Someone on my Facebook fan page asked about a letter Thomas Jefferson wrote to James Madison on October 28, 1785. The person said his leftist friends were waving this letter around as evidence that Jefferson was some kind of semi-socialist wealth redistributionist. I contacted my friend Marco Bassani, professor at the University of Milan and author of the excellent book Liberty, State, and Union: The Political Theory of Thomas Jefferson. One of the major points in that book is that Jefferson was in fact a Lockean natural-rights thinker who conceived of property rights as natural, not conventional (i.e., government-granted).

Here’s the letter in question, and what follows is Professor Bassani’s reply.

First of all one has to understand that Thomas Jefferson was not Locke, Hobbes, or Marx: inconsistencies are to be found here and there, especially in private correspondence. His correspondence with Madison in particular is full of these things. The letter is TJ to James Madison, 28 Oct. 1785, Papers 8:681-82.

He is writing from Paris to his friend Madison, whom he believes to be too conservative.
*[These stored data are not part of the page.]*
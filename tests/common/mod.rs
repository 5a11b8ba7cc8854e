#![allow(dead_code)]

use std::fs::File;
use std::io::Write;
use std::path::{Path, PathBuf};

use statement_tables::rectangularize::RawRow;
use statement_tables::source::DocumentBundle;
use tempfile::{TempDir, tempdir};

/// Scratch directory helper that cleans up files automatically on drop.
pub struct TestWorkspace {
    temp_dir: TempDir,
}

impl TestWorkspace {
    /// Creates a fresh scratch directory for the current test case.
    pub fn new() -> Self {
        Self {
            temp_dir: tempdir().expect("temp dir"),
        }
    }

    /// Returns the root path for all files owned by this workspace.
    pub fn path(&self) -> &Path {
        self.temp_dir.path()
    }

    /// Writes `contents` into a file under the workspace and returns the path.
    pub fn write(&self, name: &str, contents: &str) -> PathBuf {
        let path = self.temp_dir.path().join(name);
        let mut file = File::create(&path).expect("create temp file");
        file.write_all(contents.as_bytes())
            .expect("write temp file contents");
        path
    }

    /// Writes the three-page statement bundle used across CLI tests.
    pub fn write_statement_bundle(&self) -> PathBuf {
        self.write("statement.json", STATEMENT_BUNDLE_JSON)
    }
}

/// Page 1: equity movements; page 2: no tables; page 3: a two-period
/// balance table with a note column.
pub const STATEMENT_BUNDLE_JSON: &str = r#"{
  "source": "annual-report-2024",
  "pages": [
    {"tables": [
      {"title": "Statement of changes in equity", "rows": [
        ["Item", "2023", "2024"],
        ["Share capital", "(100)", "50"],
        ["Total", null, "200"],
        ["Total comprehensive income", "1 250", "\u2013"]
      ]}
    ]},
    {"tables": []},
    {"tables": [
      {"rows": [
        ["Item", "Note", "2023", "2024"],
        ["Balance as at 31 December 2023", "12", "1,000", "1,100"],
        ["Dividends\npaid", "", "(40)", "n/a", "extra"]
      ]}
    ]}
  ]
}"#;

pub fn raw(cells: &[Option<&str>]) -> RawRow {
    cells.iter().map(|c| c.map(str::to_string)).collect()
}

pub fn single_table_bundle(rows: Vec<RawRow>) -> DocumentBundle {
    let mut bundle = DocumentBundle::new(Some("fixture".to_string()));
    bundle.push_page(vec![(None, rows)]);
    bundle
}
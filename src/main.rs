fn main() {
    if let Err(err) = statement_tables::run() {
        eprintln!("error: {err:#}");
        std::process::exit(1);
    }
}
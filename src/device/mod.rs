//! C2 — the sector device (spec.md §4.2). Owns the host file and a small
//! pool of page-aligned I/O buffers; holds an advisory lock for the life of
//! an open archive.

pub mod header;
pub mod layout;
pub mod master;
pub mod personalization;

use std::fs::{File, OpenOptions};
use std::io::{Read, Seek, SeekFrom, Write};
use std::os::unix::fs::FileExt;
use std::sync::atomic::{AtomicU64, Ordering};
use std::sync::Arc;

use fs2::FileExt as _;
use parking_lot::Mutex;
use zeroize::Zeroize;

use crate::counter::{Counter, CounterState};
use crate::crypto::{kdf, CryptoProvider};
use crate::error::{Error, ErrorDetail, Result, VefsError};
use crate::file_crypto::FileCryptoContext;
use crate::io_buffer::IoBufferPool;

use layout::{
    sector_offset, ARCHIVE_HEADER_SLOT0_START, ARCHIVE_HEADER_SLOT1_START, MAGIC, PERSONALIZATION_REGION_START,
    SECTOR_SIZE, STATIC_HEADER_REGION_START,
};
pub use header::{select_header, ArchiveHeader, SelectedHeader};
pub use master::StaticHeader;

/// Every open or create path exposes only shared (`&self`) access to the
/// host file, so an [`Arc<SectorDevice>`] can be handed to the allocator,
/// every file's crypto tree, and the archive's commit path at once; the
/// file itself sits behind a mutex since `Seek`/`Read`/`Write` still need
/// exclusive access (the positioned `*_at` calls used for sector I/O do
/// not).
pub struct SectorDevice {
    file: Mutex<File>,
    provider: Arc<dyn CryptoProvider>,
    master_secret: [u8; 64],
    master_counter: Counter,
    /// Drawn fresh every time the archive is opened or created; folded
    /// into every salt derivation this session performs.
    session_salt: [u8; 16],
    /// Used only to derive a handful of distinct file secrets during
    /// archive creation (spec.md §4.2's create path, step 3).
    seed_counter: Counter,
    /// In-memory erase counter (spec.md §9: "the source increments an
    /// in-memory erase counter per session" — not persisted).
    erase_counter: AtomicU64,
    io_pool: IoBufferPool,
}

fn derive_file_secret(
    master_secret: &[u8; 64],
    seed_counter: CounterState,
    session_salt: &[u8; 16],
) -> Result<([u8; 32], CounterState)> {
    let mut secret = [0u8; 32];
    kdf::kdf(&mut secret, master_secret, &[b"vefs/seed/FileSecret", &seed_counter.to_le_bytes(), session_salt])?;
    let mut counter_seed = [0u8; 16];
    kdf::kdf(&mut counter_seed, master_secret, &[b"vefs/seed/FileSecretCounter", &seed_counter.to_le_bytes()])?;
    Ok((secret, CounterState::from_le_bytes(&counter_seed)))
}

impl SectorDevice {
    /// Re-opening an already-open archive fails here with `still_in_use`
    /// (spec.md §4.2), not a generic I/O error — callers match on the error
    /// kind rather than sniffing a message string.
    fn lock_exclusive(file: &File) -> Result<()> {
        file.try_lock_exclusive().map_err(|_| Error::from(VefsError::StillInUse))
    }

    /// Creates a brand-new archive at `path`. Returns the device plus fresh
    /// crypto contexts for the two pinned meta-files (filesystem index,
    /// free-sector index) — the caller (C10) is responsible for building
    /// their initial (empty) trees and committing the first archive header.
    pub fn create(
        path: &std::path::Path,
        user_prk: &[u8; 32],
        provider: Arc<dyn CryptoProvider>,
        io_pool_size: usize,
    ) -> Result<(Self, FileCryptoContext, FileCryptoContext)> {
        let file = OpenOptions::new().read(true).write(true).create_new(true).open(path)?;
        Self::lock_exclusive(&file)?;
        file.set_len(SECTOR_SIZE as u64)?;

        let mut master_secret = [0u8; 64];
        provider.random_bytes(&mut master_secret)?;
        let mut master_counter_bytes = [0u8; 16];
        provider.random_bytes(&mut master_counter_bytes)?;
        let mut session_salt = [0u8; 16];
        provider.random_bytes(&mut session_salt)?;

        let seed_counter = Counter::new(CounterState(0));
        let (fs_secret, fs_counter) = derive_file_secret(&master_secret, seed_counter.fetch_increment(), &session_salt)?;
        let (free_secret, free_counter) = derive_file_secret(&master_secret, seed_counter.fetch_increment(), &session_salt)?;

        let device = SectorDevice {
            file: Mutex::new(file),
            provider: provider.clone(),
            master_secret,
            master_counter: Counter::from_le_bytes(&master_counter_bytes),
            session_salt,
            seed_counter,
            erase_counter: AtomicU64::new(0),
            io_pool: IoBufferPool::new(io_pool_size, SECTOR_SIZE),
        };
        device.write_static_header(user_prk)?;

        let fs_ctx = FileCryptoContext::new(fs_secret, fs_counter, session_salt);
        let free_ctx = FileCryptoContext::new(free_secret, free_counter, session_salt);
        Ok((device, fs_ctx, free_ctx))
    }

    /// Opens an existing archive. Returns the device and the selected
    /// archive header; the caller reconstructs per-file crypto contexts
    /// from the descriptors the header carries.
    pub fn open(path: &std::path::Path, user_prk: &[u8; 32], provider: Arc<dyn CryptoProvider>, io_pool_size: usize) -> Result<(Self, SelectedHeader)> {
        let mut file = OpenOptions::new().read(true).write(true).open(path)?;
        Self::lock_exclusive(&file)?;

        let mut magic = [0u8; 16];
        file.seek(SeekFrom::Start(0))?;
        file.read_exact(&mut magic)?;
        if &magic != MAGIC {
            return Err(VefsError::InvalidPrefix.into());
        }

        file.seek(SeekFrom::Start(STATIC_HEADER_REGION_START))?;
        let mut len_buf = [0u8; 4];
        file.read_exact(&mut len_buf)?;
        let len = u32::from_be_bytes(len_buf) as usize;
        if len as u64 > layout::STATIC_HEADER_REGION_SIZE - 4 {
            return Err(VefsError::OversizedStaticHeader.into());
        }
        let mut sealed = vec![0u8; len];
        file.read_exact(&mut sealed)?;
        let static_header = StaticHeader::open(provider.as_ref(), user_prk, &sealed).map_err(|e| match e.kind {
            VefsError::TagMismatch => Error::from(VefsError::WrongUserPrk),
            other => Error::new(other),
        })?;

        let mut slot0 = vec![0u8; (ARCHIVE_HEADER_SLOT1_START - ARCHIVE_HEADER_SLOT0_START) as usize];
        file.seek(SeekFrom::Start(ARCHIVE_HEADER_SLOT0_START))?;
        file.read_exact(&mut slot0)?;
        let mut slot1 = vec![0u8; slot0.len()];
        file.seek(SeekFrom::Start(ARCHIVE_HEADER_SLOT1_START))?;
        file.read_exact(&mut slot1)?;

        let selected = select_header(provider.as_ref(), &static_header.master_secret, &slot0, &slot1)?;

        let mut session_salt = [0u8; 16];
        provider.random_bytes(&mut session_salt)?;

        let device = SectorDevice {
            file: Mutex::new(file),
            provider: provider.clone(),
            master_secret: static_header.master_secret,
            master_counter: Counter::from_le_bytes(&static_header.master_counter),
            session_salt,
            seed_counter: Counter::new(CounterState(0)),
            erase_counter: AtomicU64::new(0),
            io_pool: IoBufferPool::new(io_pool_size, SECTOR_SIZE),
        };
        Ok((device, selected))
    }

    fn write_static_header(&self, user_prk: &[u8; 32]) -> Result<()> {
        let counter = self.master_counter.fetch_increment();
        let mut salt = [0u8; 32];
        kdf::kdf(&mut salt, &counter.to_le_bytes(), &[b"vefs/salt/StaticArchiveHeaderWriteCounter", &self.session_salt])?;
        let static_header = StaticHeader { master_secret: self.master_secret, master_counter: self.master_counter.current().to_le_bytes() };
        let sealed = static_header.seal(self.provider.as_ref(), user_prk, salt)?;
        if sealed.len() as u64 > layout::STATIC_HEADER_REGION_SIZE - 4 {
            return Err(VefsError::OversizedStaticHeader.into());
        }
        let mut file = self.file.lock();
        file.seek(SeekFrom::Start(0))?;
        file.write_all(MAGIC)?;
        file.seek(SeekFrom::Start(STATIC_HEADER_REGION_START))?;
        file.write_all(&(sealed.len() as u32).to_be_bytes())?;
        file.write_all(&sealed)?;
        file.sync_data()?;
        Ok(())
    }

    pub fn master_secret(&self) -> &[u8; 64] {
        &self.master_secret
    }

    pub fn personalization(&self) -> Result<Vec<u8>> {
        personalization::read(&mut self.file.lock())
    }

    pub fn write_personalization(&self, data: &[u8]) -> Result<()> {
        personalization::write(&mut self.file.lock(), data)
    }

    /// Reads and opens sector `id`, writing its plaintext into `dest`.
    /// `dest.len()` fixes how many ciphertext bytes are consumed, which lets
    /// the caller distinguish meta-file leaves (shorter payload) from user
    /// leaves and inner nodes (full payload).
    pub fn read_sector(&self, file_ctx: &FileCryptoContext, id: u64, mac: &[u8; 16], dest: &mut [u8]) -> Result<()> {
        if id == crate::tree::record::NULL_SECTOR {
            return Err(VefsError::InvalidArgument.into());
        }
        let mut buf = self.io_pool.acquire();
        self.file.lock().read_exact_at(&mut buf, sector_offset(id))?;
        let mut salt = [0u8; 32];
        salt.copy_from_slice(&buf[..32]);
        let ciphertext = &buf[32..32 + dest.len()];
        file_ctx.unseal_sector(self.provider.as_ref(), &salt, ciphertext, mac, dest).map_err(|e| {
            Error::with_detail(e.kind, ErrorDetail::default().with_sector(id))
        })
    }

    /// Seals `src` and writes it to sector `id`, returning the MAC the
    /// caller must store in the parent/descriptor. Refuses `id == 0`
    /// (the master sector has its own write path).
    pub fn write_sector(&self, file_ctx: &FileCryptoContext, id: u64, src: &[u8]) -> Result<[u8; 16]> {
        if id == crate::tree::record::NULL_SECTOR {
            return Err(VefsError::InvalidArgument.into());
        }
        let mut buf = self.io_pool.acquire();
        let mut ciphertext = vec![0u8; src.len()];
        let (salt, mac) = file_ctx.seal_sector(self.provider.as_ref(), id, src, &mut ciphertext)?;
        buf[..32].copy_from_slice(&salt);
        buf[32..32 + ciphertext.len()].copy_from_slice(&ciphertext);
        self.file.lock().write_all_at(&buf[..32 + ciphertext.len()], sector_offset(id))?;
        Ok(mac)
    }

    /// Overwrites sector `id`'s on-disk bytes with a pseudo-random pattern.
    /// Does not touch the allocator's free list — the caller does that.
    pub fn erase_sector(&self, id: u64) -> Result<()> {
        self.erase_counter.fetch_add(1, Ordering::Relaxed);
        let mut pattern = vec![0u8; SECTOR_SIZE];
        self.provider.random_bytes(&mut pattern)?;
        self.file.lock().write_all_at(&pattern, sector_offset(id))?;
        Ok(())
    }

    /// Atomically swaps the archive header: writes the new header into the
    /// slot that is *not* currently selected, incrementing the archive
    /// secret counter and journal counter.
    pub fn update_header(
        &self,
        current_secret_counter: CounterState,
        current_journal_counter: CounterState,
        currently_selected_slot1: bool,
        fs_index: crate::descriptor::FileDescriptor,
        free_index: crate::descriptor::FileDescriptor,
    ) -> Result<(CounterState, CounterState, bool)> {
        let new_secret_counter = CounterState(current_secret_counter.0.wrapping_add(1));
        let new_journal_counter = CounterState(current_journal_counter.0.wrapping_add(1));
        let header = ArchiveHeader {
            fs_index,
            free_index,
            archive_secret_counter: new_secret_counter.to_le_bytes(),
            journal_counter: new_journal_counter.to_le_bytes(),
        };
        let mut salt = [0u8; 32];
        self.provider.random_bytes(&mut salt)?;
        let sealed = header.seal(self.provider.as_ref(), &self.master_secret, salt)?;

        let target_offset = if currently_selected_slot1 { ARCHIVE_HEADER_SLOT0_START } else { ARCHIVE_HEADER_SLOT1_START };
        let mut padded = vec![0u8; (ARCHIVE_HEADER_SLOT1_START - ARCHIVE_HEADER_SLOT0_START) as usize];
        padded[..sealed.len()].copy_from_slice(&sealed);
        let mut file = self.file.lock();
        file.write_all_at(&padded, target_offset)?;
        file.sync_data()?;
        Ok((new_secret_counter, new_journal_counter, !currently_selected_slot1))
    }

    pub fn grow_by_chunk(&self, chunk_sectors: u64) -> Result<u64> {
        let file = self.file.lock();
        let current_len = file.metadata()?.len();
        debug_assert_eq!(current_len % SECTOR_SIZE as u64, 0);
        let first_new_id = current_len / SECTOR_SIZE as u64;
        file.set_len(current_len + chunk_sectors * SECTOR_SIZE as u64)?;
        Ok(first_new_id)
    }

    pub fn truncate_to_sectors(&self, sector_count: u64) -> Result<()> {
        self.file.lock().set_len(sector_count * SECTOR_SIZE as u64)?;
        Ok(())
    }

    pub fn sector_count(&self) -> Result<u64> {
        Ok(self.file.lock().metadata()?.len() / SECTOR_SIZE as u64)
    }

    pub fn provider(&self) -> &Arc<dyn CryptoProvider> {
        &self.provider
    }

    /// The salt drawn fresh for this open/create session (spec.md §4.2);
    /// every [`FileCryptoContext`] reconstructed from a descriptor during
    /// this session must be given this value so sealing new sectors keeps
    /// the cross-session collision guarantee described on
    /// [`FileCryptoContext`].
    pub fn session_salt(&self) -> [u8; 16] {
        self.session_salt
    }

    /// Derives a fresh, never-reused file secret for a newly created user
    /// file, drawing from the same per-session seed counter used for the
    /// two pinned meta-files at archive creation.
    pub fn new_file_secret(&self) -> Result<([u8; 32], CounterState)> {
        derive_file_secret(&self.master_secret, self.seed_counter.fetch_increment(), &self.session_salt)
    }

    /// Offset used by tests to reach directly past the master sector's
    /// defined regions, verifying padding does not leak structure.
    #[cfg(test)]
    pub(crate) fn personalization_region_start() -> u64 {
        PERSONALIZATION_REGION_START
    }
}
use crate::allocator::SectorAllocator;
use crate::descriptor::{FileDescriptor, RootInfo};
use crate::device::layout::META_LEAF_PAYLOAD_SIZE;
use crate::device::SectorDevice;
use crate::error::{Result, VefsError};
use crate::file_crypto::FileCryptoContext;
use crate::tree::sequential::SequentialSectorTree;

pub const BLOCK_SIZE: usize = 64;
pub const BITMAP_BYTES: usize = 64;
pub const BLOCKS_PER_LEAF: usize = (META_LEAF_PAYLOAD_SIZE - BITMAP_BYTES) / BLOCK_SIZE;

const _ASSERT_EXACT_FIT: () = assert!(BLOCKS_PER_LEAF * BLOCK_SIZE + BITMAP_BYTES == META_LEAF_PAYLOAD_SIZE);

bitflags::bitflags! {
    pub struct OpenFlags: u8 {
        const READ = 0b001;
        const WRITE = 0b010;
        const CREATE = 0b100;
    }
}

#[derive(Debug, Clone, Copy)]
pub struct FileStat {
    pub size: u64,
    pub flags: OpenFlags,
}

#[derive(Clone)]
struct IndexEntry {
    descriptor: FileDescriptor,
    location: Option<(u64, u16, u16)>,
    durable: bool,
}

fn bit_get(bitmap: &[u8; BITMAP_BYTES], i: usize) -> bool {
    bitmap[i / 8] & (1 << (i % 8)) != 0
}

fn bit_set(bitmap: &mut [u8; BITMAP_BYTES], i: usize, v: bool) {
    if v {
        bitmap[i / 8] |= 1 << (i % 8);
    } else {
        bitmap[i / 8] &= !(1 << (i % 8));
    }
}

fn find_run(bitmap: &[u8; BITMAP_BYTES], need: usize) -> Option<usize> {
    let mut run_start = 0usize;
    let mut run_len = 0usize;
    for i in 0..BLOCKS_PER_LEAF {
        if bit_get(bitmap, i) {
            run_len = 0;
            run_start = i + 1;
        } else {
            run_len += 1;
            if run_len == need {
                return Some(run_start);
            }
        }
    }
    None
}

fn blocks_needed(payload_len: usize) -> usize {
    (2 + payload_len + BLOCK_SIZE - 1) / BLOCK_SIZE
}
He meets a poor woman and gives her some money for telling him directions. “This little attendrissement, with the solitude of my walk led me into a train of reflections on that unequal division of property which occasions the numberless instances of wretchedness which I had observed in this country and is to be observed all over Europe” [emphasis added]. He is not talking about the U.S., or speaking in general. He just sees the Revolution coming and speculates about wealth. Thus:

The property of this country is absolutely concentered in a very few hands…. But after all these comes the most numerous of all the classes, that is, the poor who cannot find work. I asked myself what could be the reason that so many should be permitted to beg who are willing to work, in a country where there is a very considerable proportion of uncultivated lands? These lands are kept idle mostly for the aske of game. It should seem then that it must be because of the enormous wealth of the proprietors which places them above attention to the increase of their revenues by permitting these lands to be laboured.

Nothing socialist so far.

I am conscious that an equal division of property is impracticable. But the consequences of this enormous inequality producing so much misery to the bulk of mankind, legislators cannot invent too many devices for subdividing property, only taking care to let their subdivisions go hand in hand with the natural affections of the human mind. The descent of property of every kind therefore to all the children, or to all the brothers and sisters, or other relations in equal degree is a politic measure, and a practicable one.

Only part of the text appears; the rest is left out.